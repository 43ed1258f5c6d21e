use chrono::NaiveDate;
use thiserror::Error;

#[derive(Error, Debug, Clone, PartialEq)]
pub enum MonitorError {
    #[error("{asset}: insufficient history ({available} observation(s), {required} required)")]
    InsufficientHistory {
        asset: String,
        required: usize,
        available: usize,
    },

    #[error("model unavailable: {0}")]
    ModelUnavailable(String),

    #[error("feature shape mismatch: expected {expected}, found {found}")]
    FeatureShapeMismatch { expected: String, found: String },

    #[error("{asset}: no timestamps shared with benchmark {benchmark}")]
    MisalignedSeries { asset: String, benchmark: String },

    #[error("{asset}: feature {feature} is undefined")]
    UndefinedFeature { asset: String, feature: &'static str },

    #[error("{asset}: no observation for period {period}")]
    MissingPeriod { asset: String, period: NaiveDate },
}

impl MonitorError {
    /// Errors that invalidate every score of the run rather than a single asset.
    pub fn is_fatal(&self) -> bool {
        matches!(
            self,
            MonitorError::ModelUnavailable(_) | MonitorError::FeatureShapeMismatch { .. }
        )
    }
}

pub type MonitorResult<T> = Result<T, MonitorError>;
use crate::error::{MonitorError, MonitorResult};
use crate::indicators::{compounded_return, trailing_std};
use crate::models::ReturnSeries;

pub const FEATURE_COUNT: usize = 6;
pub const FEATURE_NAMES: [&str; FEATURE_COUNT] = [
    "return",
    "return_3m",
    "return_6m",
    "volatility_6m",
    "zscore_lag1",
    "zscore_rel_lag1",
];

const SHORT_HORIZON: usize = 3;
const LONG_HORIZON: usize = 6;

/// Returns needed before every feature can be defined for a given z-score window:
/// a full window ending one period before the latest, plus the latest itself.
pub fn required_returns(window: usize) -> usize {
    (window + 1).max(LONG_HORIZON)
}

/// Latest-period model inputs for one asset. `None` marks a feature without
/// enough history behind it.
#[derive(Debug, Clone, Copy, PartialEq, Default)]
pub struct FeatureSnapshot {
    pub current_return: Option<f64>,
    pub return_3m: Option<f64>,
    pub return_6m: Option<f64>,
    pub volatility_6m: Option<f64>,
    pub zscore_lag1: Option<f64>,
    pub zscore_rel_lag1: Option<f64>,
}

/// Fully defined feature values in `FEATURE_NAMES` order.
#[derive(Clone, Debug, PartialEq)]
pub struct FeatureVector {
    pub values: Vec<f64>,
}

impl FeatureSnapshot {
    pub fn as_array(&self) -> [Option<f64>; FEATURE_COUNT] {
        [
            self.current_return,
            self.return_3m,
            self.return_6m,
            self.volatility_6m,
            self.zscore_lag1,
            self.zscore_rel_lag1,
        ]
    }

    pub fn first_undefined(&self) -> Option<&'static str> {
        self.as_array()
            .iter()
            .zip(FEATURE_NAMES.iter())
            .find(|(value, _)| value.map_or(true, |v| !v.is_finite()))
            .map(|(_, name)| *name)
    }

    pub fn to_vector(&self, asset: &str) -> MonitorResult<FeatureVector> {
        if let Some(feature) = self.first_undefined() {
            return Err(MonitorError::UndefinedFeature {
                asset: asset.to_string(),
                feature,
            });
        }
        Ok(FeatureVector {
            values: self.as_array().iter().flatten().copied().collect(),
        })
    }
}

/// Builds the snapshot for the period at `end_idx` of `returns`.
///
/// `absolute_z` and `relative_z` must be aligned index-for-index with the
/// returns. Lagged z-scores read the period before `end_idx`.
pub fn assemble_features(
    returns: &ReturnSeries,
    absolute_z: &[Option<f64>],
    relative_z: &[Option<f64>],
    end_idx: usize,
) -> FeatureSnapshot {
    let values = &returns.values;
    let lag_idx = end_idx.checked_sub(1);
    let lagged = |series: &[Option<f64>]| lag_idx.and_then(|idx| series.get(idx).copied().flatten());

    FeatureSnapshot {
        current_return: values.get(end_idx).copied().flatten(),
        return_3m: compounded_return(values, end_idx, SHORT_HORIZON),
        return_6m: compounded_return(values, end_idx, LONG_HORIZON),
        volatility_6m: trailing_std(values, end_idx, LONG_HORIZON),
        zscore_lag1: lagged(absolute_z),
        zscore_rel_lag1: lagged(relative_z),
    }
}
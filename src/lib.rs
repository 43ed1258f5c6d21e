pub mod classifier;
pub mod commands;
pub mod config;
pub mod context;
pub mod diagnostic;
pub mod error;
pub mod features;
pub mod history;
pub mod indicators;
pub mod lightgbm;
pub mod models;
pub mod monitor;
pub mod prices;
pub mod regime;
pub mod report;
pub(crate) mod retry;
pub mod workbook;
pub mod yahoo;
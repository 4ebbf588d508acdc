mod platform;

pub(crate) use platform::*;
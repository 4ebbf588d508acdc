//! Hierarchical view of the processors a run uses: package → NUMA node → core → thread.

use std::io::{self, Write};
use std::sync::OnceLock;

use itertools::Itertools;
use nonempty::NonEmpty;
use tracing::debug;

use crate::error::Result;
use crate::{
    CpuSetExpression, DeviceRange, Error, HardwareThread, LogicalProcessor, LogicalProcessorSet,
};

/// The process-wide topology, installed once before any worker thread starts.
static INSTALLED_TOPOLOGY: OnceLock<CpuTopology> = OnceLock::new();

/// Token used in failure masks for a processor that failed the test.
const MASK_FAILED: char = 'X';

/// Token used in failure masks for a processor that passed the test.
const MASK_PASSED: char = '.';

/// One physical core: one or more hardware threads sharing the same package and core ID.
#[derive(Clone, Debug, Eq, PartialEq)]
pub struct Core {
    threads: NonEmpty<HardwareThread>,
    first_device: usize,
}

impl Core {
    /// The hardware threads of the core, in thread ID order.
    #[must_use]
    pub fn threads(&self) -> &NonEmpty<HardwareThread> {
        &self.threads
    }

    /// The core ID shared by all threads of the core.
    #[must_use]
    pub fn id(&self) -> u32 {
        self.threads.first().core_id
    }

    /// The package ID shared by all threads of the core.
    #[must_use]
    pub fn package_id(&self) -> u32 {
        self.threads.first().package_id
    }

    /// The devices (positions in the topology-ordered thread list) this core occupies.
    #[must_use]
    pub fn device_range(&self) -> DeviceRange {
        DeviceRange::new(self.first_device, self.threads.len())
    }

    /// The logical processors of the core.
    #[must_use]
    pub fn logical_processors(&self) -> LogicalProcessorSet {
        self.threads.iter().map(|t| t.cpu_number).collect()
    }
}

/// A memory locality domain within a package.
#[derive(Clone, Debug, Eq, PartialEq)]
pub struct NumaNode {
    cores: Vec<Core>,
}

impl NumaNode {
    /// The NUMA node ID, or `None` if the node has no cores.
    #[must_use]
    pub fn id(&self) -> Option<u32> {
        self.cores.first().map(|core| core.threads.first().numa_id)
    }

    /// The cores in the node.
    #[must_use]
    pub fn cores(&self) -> &[Core] {
        &self.cores
    }
}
■ ■ ■ ■ ■
WHAT TO DO:
Once you find the line containing "no timestamps shared", stop: reproduce exactly that line and every line of the data before it, and nothing else.

SOLUTION TO THE EXERCISE:
repository 43ed1258f5c6d21e
use chrono::NaiveDate;
use thiserror::Error;

#[derive(Error, Debug, Clone, PartialEq)]
pub enum MonitorError {
    #[error("{asset}: insufficient history ({available} observation(s), {required} required)")]
    InsufficientHistory {
        asset: String,
        required: usize,
        available: usize,
    },

    #[error("model unavailable: {0}")]
    ModelUnavailable(String),

    #[error("feature shape mismatch: expected {expected}, found {found}")]
    FeatureShapeMismatch { expected: String, found: String },

    #[error("{asset}: no timestamps shared with benchmark {benchmark}")]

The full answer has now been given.